As Libya pushed other issues off the front pages today, it got some of the credit for the Dow moving up to rebound from last week’s mauling at the hands of investors. If you ever wanted evidence of the profound insanity of the Bourse system of capital financing, this was it. As it happens, earlier today I posted about the humungous double-standards of all those free marketeer Masters of the Universe who spit on you and me and Government, but demand our help when they screw up. My reward was an extremely unpleasant email demanding to know when if ever Bank of America had taken public money and why I was such an unmitigated Communist.
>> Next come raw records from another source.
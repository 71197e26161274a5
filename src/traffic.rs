use std::sync::Mutex;

use tokio::time::Instant;

/// A consistent, atomically-read triple of traffic timestamps.
///
/// `None` stands in for the "never happened" zero timestamp: there's no
/// `Instant` that can represent "before the process/clock started", so
/// absence is modelled with `Option` instead of a sentinel value.
#[derive(Debug, Clone, Copy)]
pub struct TrafficSnapshot {
    pub last_sent: Option<Instant>,
    pub last_received: Option<Instant>,
    pub last_ping_resp: Option<Instant>,
}

#[derive(Debug, Default)]
struct Inner {
    last_sent: Option<Instant>,
    last_received: Option<Instant>,
    last_ping_resp: Option<Instant>,
    /// Guards against two concurrent `run` activities on the same `Pinger`.
    /// Lives behind the same mutex as the traffic timestamps.
    running: bool,
}

/// Thread-safe record of last-sent / last-received / last-PINGRESP
/// timestamps, plus the single-instance `running` flag.
///
/// All operations are O(1) and take a short, non-blocking critical section,
/// so a plain `std::sync::Mutex` is used rather than an async one. There's
/// nothing here worth yielding the executor over.
#[derive(Debug, Default)]
pub struct TrafficMonitor {
    inner: Mutex<Inner>,
}

impl TrafficMonitor {
    pub fn new() -> Self {
        Self::default()
    }

    /// Records that a packet (of any kind) was sent, right now.
    pub fn record_sent(&self, now: Instant) {
        let mut inner = self.inner.lock().unwrap();
        inner.last_sent = Some(now);
    }

    /// Records that a packet (of any kind) was received, right now.
    pub fn record_received(&self, now: Instant) {
        let mut inner = self.inner.lock().unwrap();
        inner.last_received = Some(now);
    }

    /// Records that a PINGRESP was received, right now.
    pub fn record_ping_resp(&self, now: Instant) {
        let mut inner = self.inner.lock().unwrap();
        inner.last_ping_resp = Some(now);
    }

    /// Atomically reads last-sent, last-received and last-PINGRESP as a
    /// single consistent triple. No torn reads across the three fields.
    pub fn snapshot(&self) -> TrafficSnapshot {
        let inner = self.inner.lock().unwrap();
        TrafficSnapshot {
            last_sent: inner.last_sent,
            last_received: inner.last_received,
            last_ping_resp: inner.last_ping_resp,
        }
    }

    /// Tries to acquire the `RunningFlag`. Returns `true` on success (flag
    /// was false and is now true), `false` if a run is already active.
    pub(crate) fn try_acquire_running(&self) -> bool {
        let mut inner = self.inner.lock().unwrap();
        if inner.running {
            false
        } else {
            inner.running = true;
            true
        }
    }

    /// Releases the `RunningFlag`. Called exactly once on every `run` exit
    /// path, including error paths, via an RAII guard. See `pinger.rs`.
    pub(crate) fn release_running(&self) {
        let mut inner = self.inner.lock().unwrap();
        inner.running = false;
    }
}
use std::time::Duration;

use tokio::time::Instant;

use crate::traffic::TrafficSnapshot;

/// What the controller should do on a timer fire. Pure data, the caller
/// (the controller loop) performs the actual rearming, dispatch and
/// mutation.
#[derive(Debug, PartialEq, Eq)]
pub(crate) enum Decision {
    /// Not due yet; rearm the timer to fire at this instant.
    AwaitDue(Instant),
    /// Due now; record `lastPingSent = now`, dispatch the emitter, and
    /// rearm the timer for `now + keepalive`.
    Dispatch,
    /// A previously dispatched PINGREQ was never answered.
    TimedOut,
}

/// `pingDueAt = min(lastSent, lastReceived) + keepalive`.
///
/// MQTT-3.1.2-20 only requires a PINGREQ when nothing has been *sent*
/// within the keepalive window; this scheduler deliberately also requires
/// recent *received* traffic, closing the half-open-connection gap that
/// minimum leaves open. Whichever side is staler anchors the deadline.
///
/// If either side has no recorded traffic at all, a brand new `Pinger`
/// mid-`run` before anything has happened, or a connection that only ever
/// sends (or only ever receives), that side is the staler of the two by
/// definition and the connection is considered immediately due. Only once
/// both sides have seen at least one packet does their recency actually
/// get compared.
fn ping_due_at(now: Instant, snapshot: TrafficSnapshot, keepalive: Duration) -> Instant {
    match (snapshot.last_sent, snapshot.last_received) {
        (Some(sent), Some(received)) => sent.min(received) + keepalive,
        _ => now,
    }
}

/// Scheduling decision for a single timer fire.
///
/// `last_ping_sent` is the controller's own local bookkeeping (reset at
/// the start of every `run`, not part of the shared `TrafficMonitor`); a
/// previously dispatched ping is considered unanswered if no PINGRESP has
/// arrived since it was sent.
pub(crate) fn decide(
    now: Instant,
    last_ping_sent: Option<Instant>,
    snapshot: TrafficSnapshot,
    keepalive: Duration,
) -> Decision {
    if let Some(sent) = last_ping_sent {
        let answered = matches!(snapshot.last_ping_resp, Some(resp) if resp >= sent);
        if !answered {
            return Decision::TimedOut;
        }
    }

    let due_at = ping_due_at(now, snapshot, keepalive);
    if now < due_at {
        Decision::AwaitDue(due_at)
    } else {
        Decision::Dispatch
    }
}

#[cfg(test)]
mod test {
    use super::*;
    use pretty_assertions::assert_eq;

    fn snapshot(
        last_sent: Option<u64>,
        last_received: Option<u64>,
        last_ping_resp: Option<u64>,
        base: Instant,
    ) -> TrafficSnapshot {
        TrafficSnapshot {
            last_sent: last_sent.map(|s| base + Duration::from_secs(s)),
            last_received: last_received.map(|s| base + Duration::from_secs(s)),
            last_ping_resp: last_ping_resp.map(|s| base + Duration::from_secs(s)),
        }
    }

    #[tokio::test]
    async fn fresh_connection_is_immediately_due() {
        let now = Instant::now();
        let snap = snapshot(None, None, None, now);
        let decision = decide(now, None, snap, Duration::from_secs(10));
        assert_eq!(decision, Decision::Dispatch);
    }

    #[tokio::test]
    async fn staler_side_anchors_the_deadline() {
        let base = Instant::now();
        // sent recently, received a while ago: received anchors due_at.
        let snap = snapshot(Some(5), Some(0), None, base);
        let keepalive = Duration::from_secs(10);
        let now = base + Duration::from_secs(9);
        assert_eq!(
            decide(now, None, snap, keepalive),
            Decision::AwaitDue(base + Duration::from_secs(10))
        );
        let now = base + Duration::from_secs(10);
        assert_eq!(decide(now, None, snap, keepalive), Decision::Dispatch);
    }

    #[tokio::test]
    async fn a_side_with_no_traffic_at_all_is_always_due() {
        let base = Instant::now();
        // last_sent is recent, but nothing has ever been received: the
        // receive side is infinitely stale and must not be masked by the
        // send side's recency.
        let snap = snapshot(Some(9), None, None, base);
        let now = base + Duration::from_secs(9);
        assert_eq!(
            decide(now, None, snap, Duration::from_secs(10)),
            Decision::Dispatch
        );
    }

    #[tokio::test]
    async fn unanswered_ping_times_out_on_next_decision() {
        let base = Instant::now();
        let snap = snapshot(Some(0), Some(0), None, base);
        let last_ping_sent = Some(base);
        let decision = decide(
            base + Duration::from_secs(1),
            last_ping_sent,
            snap,
            Duration::from_secs(5),
        );
        assert_eq!(decision, Decision::TimedOut);
    }

    #[tokio::test]
    async fn ping_resp_at_or_after_send_clears_timeout() {
        let base = Instant::now();
        let last_ping_sent = Some(base);
        let snap = snapshot(Some(0), Some(0), Some(0), base);
        let decision = decide(
            base + Duration::from_secs(1),
            last_ping_sent,
            snap,
            Duration::from_secs(5),
        );
        assert_eq!(decision, Decision::AwaitDue(base + Duration::from_secs(5)));
    }
}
It’s a long, long time since I was Left wing, but I do realise on a daily basis – given the behaviour of globalist banks and other multinationals these days – why I was. I turned away from the Left because they were disorganised, humourless, commercially incompetent and wrong. But Big Business didn’t get any nicer in the interim. At the Wall St Journal today, for instance, is clear evidence of those cuddly oil guys screwing the motorist again: while crude-oil futures on the New York Mercantile Exchange are down 38%, ending last week at $82.26 a barrel, the average price of gas at the pump in America is down just 9% over the same period. (In my own home town on the UK’s Jurassic Coast, a common sight is enormous oil tankers lurking on the horizon, waiting for the price to rise before they land their cargo).
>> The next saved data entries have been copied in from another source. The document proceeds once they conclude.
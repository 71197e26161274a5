//! Keepalive pinger for an MQTT v5 client connection.
//!
//! This crate implements the part of an MQTT client that keeps a live
//! transport connection alive: emitting PINGREQ at the negotiated
//! keepalive cadence, and detecting a silently broken connection via
//! PINGRESP timeout. It does not parse packet bodies beyond the fixed
//! 2-byte PINGREQ encoding, does not reconnect, and does not own the
//! transport's lifetime. See [`Pinger::run`].
//!
//! ```no_run
//! use std::sync::Arc;
//! use tokio::sync::Mutex;
//! use tokio_util::sync::CancellationToken;
//! use rumqttping::Pinger;
//!
//! # async fn example(transport: impl tokio::io::AsyncWrite + Unpin + Send + 'static) {
//! let pinger = Pinger::new();
//! let cancel = CancellationToken::new();
//! let transport = Arc::new(Mutex::new(transport));
//!
//! // elsewhere, as packets flow over the same transport:
//! // pinger.notify_packet_sent();
//! // pinger.notify_packet_received();
//! // pinger.notify_ping_response();
//!
//! let result = pinger.run(cancel, Some(transport), 30).await;
//! # }
//! ```

mod emitter;
mod error;
mod pinger;
mod scheduler;
mod sink;
mod traffic;

pub use emitter::SharedTransport;
pub use error::PingerError;
pub use pinger::Pinger;
pub use sink::{DebugSink, LogSink, NoopSink};
pub use traffic::TrafficSnapshot;
/// Pluggable sink for human-readable pinger diagnostics: timer rearms,
/// write failures, timeout declarations.
///
/// Set via [`crate::Pinger::set_debug_sink`] before calling `run`; intended
/// to be configured once up front rather than swapped mid-run.
pub trait DebugSink: Send + Sync {
    fn log(&self, message: &str);
}

/// No-op sink, for callers that want the pinger completely silent (e.g.
/// unit tests asserting on write counts, not log output).
#[derive(Debug, Default)]
pub struct NoopSink;

impl DebugSink for NoopSink {
    fn log(&self, _message: &str) {}
}

/// Forwards diagnostics to the `log` crate at debug level, the way the
/// rest of this crate's lineage (`rumqttc`, `rumqttlog`) surfaces its own
/// internal chatter. This is the default sink.
#[derive(Debug, Default)]
pub struct LogSink;

impl DebugSink for LogSink {
    fn log(&self, message: &str) {
        log::debug!("{}", message);
    }
}
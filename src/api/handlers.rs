//! Route handlers.
//!
//! Each handler logs a short diagnostic line and answers deterministically
//! from the flag set and fixture data. Request bodies on POST routes are
//! consumed as raw strings (form-encoded and JSON submissions both pass
//! through) and only logged.

use axum::body::Body;
use axum::extract::State;
use axum::http::{StatusCode, Uri};
use axum::response::{IntoResponse, Response};
use axum::Json;

use super::fixtures;
use super::AppState;
use crate::sim::progress;

/// GET /api/attrs returns fixed product attributes plus the recovery indicator.
pub async fn attrs(State(state): State<AppState>) -> Json<fixtures::InstallerAttrs> {
    log::info!("-- Get attrs");
    Json(fixtures::installer_attrs(state.flags.recovery_mode))
}

/// GET /api/dark-mode returns the theme preference as a bare boolean.
pub async fn dark_mode(State(state): State<AppState>) -> Json<bool> {
    log::info!("-- Get dark mode");
    Json(state.flags.dark_mode)
}

/// GET /api/installation-status returns the fixed install database with
/// the maintenance/launcher flags echoed into the status fields.
pub async fn installation_status(State(state): State<AppState>) -> Json<fixtures::InstallationStatus> {
    log::info!("-- Get installation status");
    Json(fixtures::installation_status(state.flags.maintenance, state.flags.launcher))
}

/// GET /api/default-path returns the fixed suggested install location.
pub async fn default_path() -> Json<fixtures::DefaultPath> {
    log::info!("-- Get default path");
    Json(fixtures::default_path())
}

/// GET /api/package-versions returns the fixed release list. Query
/// parameters are logged but never change the answer.
pub async fn package_versions(uri: Uri) -> Json<Vec<fixtures::PackageVersionInfo>> {
    log::info!("GET VERSIONS: {}", uri);
    Json(fixtures::package_versions())
}

/// GET /api/config returns the package catalog after the simulated fetch
/// delay.
pub async fn config(State(state): State<AppState>) -> Response {
    tokio::time::sleep(state.timing.config_delay).await;

    if state.flags.show_config_error {
        log::info!("-- Get config (simulated failure)");
        return (StatusCode::INTERNAL_SERVER_ERROR, Json(serde_json::json!({}))).into_response();
    }

    log::info!("-- Get config");
    Json(fixtures::installer_config()).into_response()
}

/// POST /api/start-install logs the submitted options, then streams
/// newline-delimited progress events until the simulated run completes.
pub async fn start_install(State(state): State<AppState>, body: String) -> Body {
    log::info!("-- Install:");
    log::info!("{}", body);
    Body::from_stream(progress::progress_lines(state.flags.show_error, state.timing.progress_tick))
}

/// GET /api/exit acknowledges the frontend shutting down.
pub async fn exit(State(state): State<AppState>) -> Response {
    log::info!("-- Exit");
    if state.flags.show_error {
        return (StatusCode::INTERNAL_SERVER_ERROR, "Simulated error: Nothing to see here.").into_response();
    }
    StatusCode::NO_CONTENT.into_response()
}

/// POST /api/verify-path answers from the flag set; the submitted path is
/// ignored.
pub async fn verify_path(State(state): State<AppState>, body: String) -> Json<fixtures::PathVerification> {
    log::info!("-- Verify Path: {}", body);
    Json(fixtures::PathVerification {
        exists: state.flags.file_exists,
    })
}

/// POST /api/check-auth is a fake credentials check; always authenticated.
pub async fn check_auth(body: String) -> Json<fixtures::AuthenticatedUser> {
    log::info!("-- Check Authorization: {}", body);
    Json(fixtures::authenticated_user())
}
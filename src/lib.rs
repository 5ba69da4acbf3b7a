//! Installer Mock - canned HTTP backend for installer UI development
//!
//! This library implements a development-time stand-in for the real
//! installer backend: the fixed route table the frontend talks to,
//! answered from fixture data and a set of simulation flags parsed from
//! startup tokens.
//!
//! # Module Structure
//!
//! - `core`: configuration, errors, and logging
//! - `sim`: simulation flags and the install progress stream
//! - `api`: axum state, router, and route handlers

pub mod api;
pub mod cli;
pub mod core;
pub mod sim;

// Re-export commonly used types for convenience
pub use api::{build_router, start_server, AppState, SimTiming};
pub use core::{config, AppError, AppResult};
pub use sim::SimFlags;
However, my correspondent is quite mistaken as to my political bent: I am not nor have I ever been a Communist. I went through Checkpoint Charlie in 1965 to spend a few utterly depressing days in East Berlin, and that was enough for me. Especially when one considers that compared to the rest of East Germany, the capital was considered to be quite lively. Watching that wonderful feature film about the Stasi –  The Lives of Others  – in 2007, I felt entirely vindicated…and desperately sorry for every East German.

I voted Conservative once, in 1979. I never went to any Tory meetings, because it seemed to me highly likely I’d dislike everyone there: I imagine them to be like characters out of a Harry Enfield sketch. I voted that way because I thought Margaret Thatcher and the sovereignty of Parliament to be rather more important than the TUC and its undemocratic voting system. I still regard the vote as a mark of shame, however daft others think that to be – guilt is rarely if ever rational.
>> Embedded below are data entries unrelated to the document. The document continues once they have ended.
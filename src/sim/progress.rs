//! Timer-driven install progress simulation.
//!
//! A simulated install run is a stream of newline-delimited JSON events,
//! one per tick, that the HTTP layer hands to its streaming response body.
//! Each request gets its own stream and its own counter; nothing is shared
//! between concurrent runs.

use std::convert::Infallible;
use std::time::Duration;

use futures_util::future::Either;
use futures_util::stream::{self, Stream};
use serde::Serialize;

use crate::core::config::simulation::PROGRESS_STEPS;

/// One line of the streamed install response.
///
/// External tagging gives the wire shapes the frontend expects:
/// `{"Status":["Processing...",0.1]}` and `{"Error":"..."}`.
#[derive(Debug, Clone, Serialize)]
pub enum ProgressEvent {
    /// Install failed; terminal.
    Error(String),
    /// Progress message plus completed fraction in [0, 1).
    Status(String, f64),
}

impl ProgressEvent {
    /// Newline-terminated JSON encoding of the event.
    pub fn to_line(&self) -> String {
        let mut line = serde_json::to_string(self).unwrap_or_default();
        line.push('\n');
        line
    }
}

/// Build the line stream for one simulated install run.
///
/// In error mode the run short-circuits to a single error line. Otherwise
/// one status line is produced per `tick`, counting up from 0.0 in steps
/// of 1/`PROGRESS_STEPS` until the run completes.
pub fn progress_lines(show_error: bool, tick: Duration) -> impl Stream<Item = Result<String, Infallible>> {
    if show_error {
        let line = ProgressEvent::Error("Simulated error.".to_string()).to_line();
        return Either::Left(stream::iter(vec![Ok::<String, Infallible>(line)]));
    }

    Either::Right(stream::unfold(0u32, move |step| async move {
        if step >= PROGRESS_STEPS {
            return None;
        }
        tokio::time::sleep(tick).await;
        let fraction = f64::from(step) / f64::from(PROGRESS_STEPS);
        let line = ProgressEvent::Status("Processing...".to_string(), fraction).to_line();
        Some((Ok::<String, Infallible>(line), step + 1))
    }))
}

#[cfg(test)]
mod tests {
    use super::*;
    use futures_util::StreamExt;
    use pretty_assertions::assert_eq;

    async fn collect_lines(show_error: bool) -> Vec<String> {
        progress_lines(show_error, Duration::from_millis(1))
            .map(|line| line.unwrap())
            .collect()
            .await
    }

    #[test]
    fn test_status_event_wire_shape() {
        let event = ProgressEvent::Status("Processing...".to_string(), 0.0);
        assert_eq!(event.to_line(), "{\"Status\":[\"Processing...\",0.0]}\n");
    }

    #[test]
    fn test_error_event_wire_shape() {
        let event = ProgressEvent::Error("Simulated error.".to_string());
        assert_eq!(event.to_line(), "{\"Error\":\"Simulated error.\"}\n");
    }

    #[tokio::test]
    async fn test_full_run_emits_ten_ascending_status_lines() {
        let lines = collect_lines(false).await;
        assert_eq!(lines.len(), 10);

        for (i, line) in lines.iter().enumerate() {
            let event: serde_json::Value = serde_json::from_str(line.trim_end()).unwrap();
            let status = event.get("Status").expect("line should be a Status event");
            assert_eq!(status[0], "Processing...");
            let fraction = status[1].as_f64().unwrap();
            assert!((fraction - i as f64 / 10.0).abs() < 1e-9);
        }
    }

    #[tokio::test]
    async fn test_fractions_serialize_as_exact_decimals() {
        let lines = collect_lines(false).await;
        assert_eq!(lines[0], "{\"Status\":[\"Processing...\",0.0]}\n");
        assert_eq!(lines[3], "{\"Status\":[\"Processing...\",0.3]}\n");
        assert_eq!(lines[9], "{\"Status\":[\"Processing...\",0.9]}\n");
    }

    #[tokio::test]
    async fn test_error_mode_emits_single_error_line() {
        let lines = collect_lines(true).await;
        assert_eq!(lines, vec!["{\"Error\":\"Simulated error.\"}\n".to_string()]);
    }
}
use thiserror::Error;

/// Centralized error types for the application
///
/// Handlers themselves are infallible (every request is answered from
/// fixture data); these variants cover the startup path.
#[derive(Error, Debug)]
pub enum AppError {
    /// IO errors (socket bind, log file creation)
    #[error("IO error: {0}")]
    Io(#[from] std::io::Error),

    /// Logger initialization errors
    #[error("Logger error: {0}")]
    Logger(#[from] log::SetLoggerError),
}

/// Type alias for Result with AppError
pub type AppResult<T> = Result<T, AppError>;
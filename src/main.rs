use anyhow::Result;

use installer_mock::api::{start_server, AppState};
use installer_mock::cli::Cli;
use installer_mock::core::{config, init_logger};
use installer_mock::sim::SimFlags;

/// Main entry point for the mock installer backend.
///
/// Parses simulation mode tokens, initializes logging, and serves the
/// canned API until the process is terminated.
///
/// # Errors
/// Returns an error if initialization fails (logging, socket bind).
#[tokio::main]
async fn main() -> Result<()> {
    let cli = Cli::parse_args();

    // Initialize logger (console + file)
    init_logger(&config::LOG_FILE_PATH)?;

    // Fold mode tokens into the write-once flag set
    let flags = SimFlags::from_tokens(cli.modes.iter().map(String::as_str));

    start_server(config::PORT, AppState::new(flags)).await?;

    Ok(())
}
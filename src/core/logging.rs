//! Logging initialization
//!
//! Console output is what the developer watches while exercising the
//! frontend; the file copy keeps a transcript of a manual test session.

use simplelog::{ColorChoice, CombinedLogger, Config, LevelFilter, TermLogger, TerminalMode, WriteLogger};
use std::fs::File;

use crate::core::error::AppResult;

/// Initialize logger for both console and file output
///
/// # Arguments
/// * `log_file_path` - Path to the log file
///
/// # Errors
/// Fails if the log file cannot be created or a logger is already set.
pub fn init_logger(log_file_path: &str) -> AppResult<()> {
    let log_file = File::create(log_file_path)?;

    CombinedLogger::init(vec![
        TermLogger::new(
            LevelFilter::Info,
            Config::default(),
            TerminalMode::Mixed,
            ColorChoice::Auto,
        ),
        WriteLogger::new(LevelFilter::Info, Config::default(), log_file),
    ])?;

    Ok(())
}

#[cfg(test)]
mod tests {
    use super::*;

    use tempfile::NamedTempFile;

    #[test]
    fn test_init_logger_creates_log_file() {
        let temp_file = NamedTempFile::new().unwrap();
        let path = temp_file.path().to_str().unwrap();

        // A logger may already be registered by another test; either
        // outcome just needs to not panic.
        let result = init_logger(path);
        assert!(result.is_ok() || result.is_err());
    }
}
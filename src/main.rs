use bevy::{prelude::*, window::WindowResolution};

#[cfg(test)]
mod tests;

mod controller;
mod domain;
mod resource;
mod simulator;
mod visualizer;

fn main() {
    App::new()
        .add_plugins(DefaultPlugins.set(WindowPlugin {
            primary_window: Some(Window {
                title: "radiocar".into(),
                resolution: WindowResolution::new(visualizer::MAP_WIDTH, visualizer::MAP_HEIGHT),
                ..default()
            }),
            ..default()
        }))
        .add_plugins(simulator::Simulator)
        .add_plugins(controller::Controller)
        .add_plugins(visualizer::Visualizer)
        .run();
}
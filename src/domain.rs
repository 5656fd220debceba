//! The domain module encapsulates the core driving rules. It defines the `Vehicle` and the `Map`
//! it drives on, along with the kinematics and the boundary check.
//!
//! The module has no dependency on Bevy, so the rules stay independent of how the vehicle is
//! rendered or controlled.

mod basis;
mod collision;
mod map;
mod vehicle;

pub use basis::{Angle, Heading, Position, Size, Speed};
pub use collision::{HasCollision, Rectangle};
pub use map::Map;
pub use vehicle::{BodySizing, Vehicle, VehicleConfig};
I joined the SDP on Day One, and went to a few of their meetings. I had nothing in common with any of them beyond working in advertising. I suspect that, much later, these folks defected back to Labour, and helped Blair get elected.

What the *ankers and top plc bods never quite grasp is that their poisonous nature can be measured very simply by totting up the number of Right wing people who loathe them and every one of their values. And as for people like me – unaligned purely because I’m unconvinced by any of the buggers – well, I’m a statistics man….and a bit of a ferret for those damnably irritating fact thingies so despised by the Friedman and Marx Schools of economic drivel.

In 2006, BankofAmerica was the FC Barcelona of finance, leading the 10 biggest U.S. banks and brokerage firms in that year with $104 billion in profits. But like Northern Wobbly in the UK, their ‘business model’ (a badly made pipe-rack) worked on the basis that interest rates would never change. Two years later, Bank of America needed $91.4 billion of taxpayers’ money to stop them going under: quite a transformation in fortunes, but more importantly – on the issue of shutting up my bile-spitting emailer – pretty undeniable evidence of taking the money. These numbers – obtained by Bloomberg under the US FoI Act – have never been seen (as far as I know) in the UK before. Yes, it’s another World Exclusive Scoop for The Slog. Except of course you’re reading this thanks to the persistence of Bloomberg.

Under The Slog’s Irony Act, I can tell you that America’s finest took the Feds for $1.2 trillion in 2008 – which is exactly what US citizen homeowners owe these bottom-feeders today. Except that the mortgagees will lose their homes, and all the money they put into them: no tax Dollars to save them. The list of beneficiaries reads like a Who’s Who of Corporate America – but equally surprising is that almost a third of all the money went to foreign banks headquartered elsewhere….for example, France’s SocGen, once again felt by many to be on the verge of default.

You don’t have to be a Hairy Leftie to discern that these people are taking the piss. First they take the ordinary person’s money to enable them to exist at all. Then they lend their own money to them at high rates, and throw them out of those homes…before asking for more money from the again, so they can go back to…..lending them their own money back to etc etc etc.

I would like to see all home ownership lending remutualised. This makes me a Luddite, but it doesn’t make me wrong.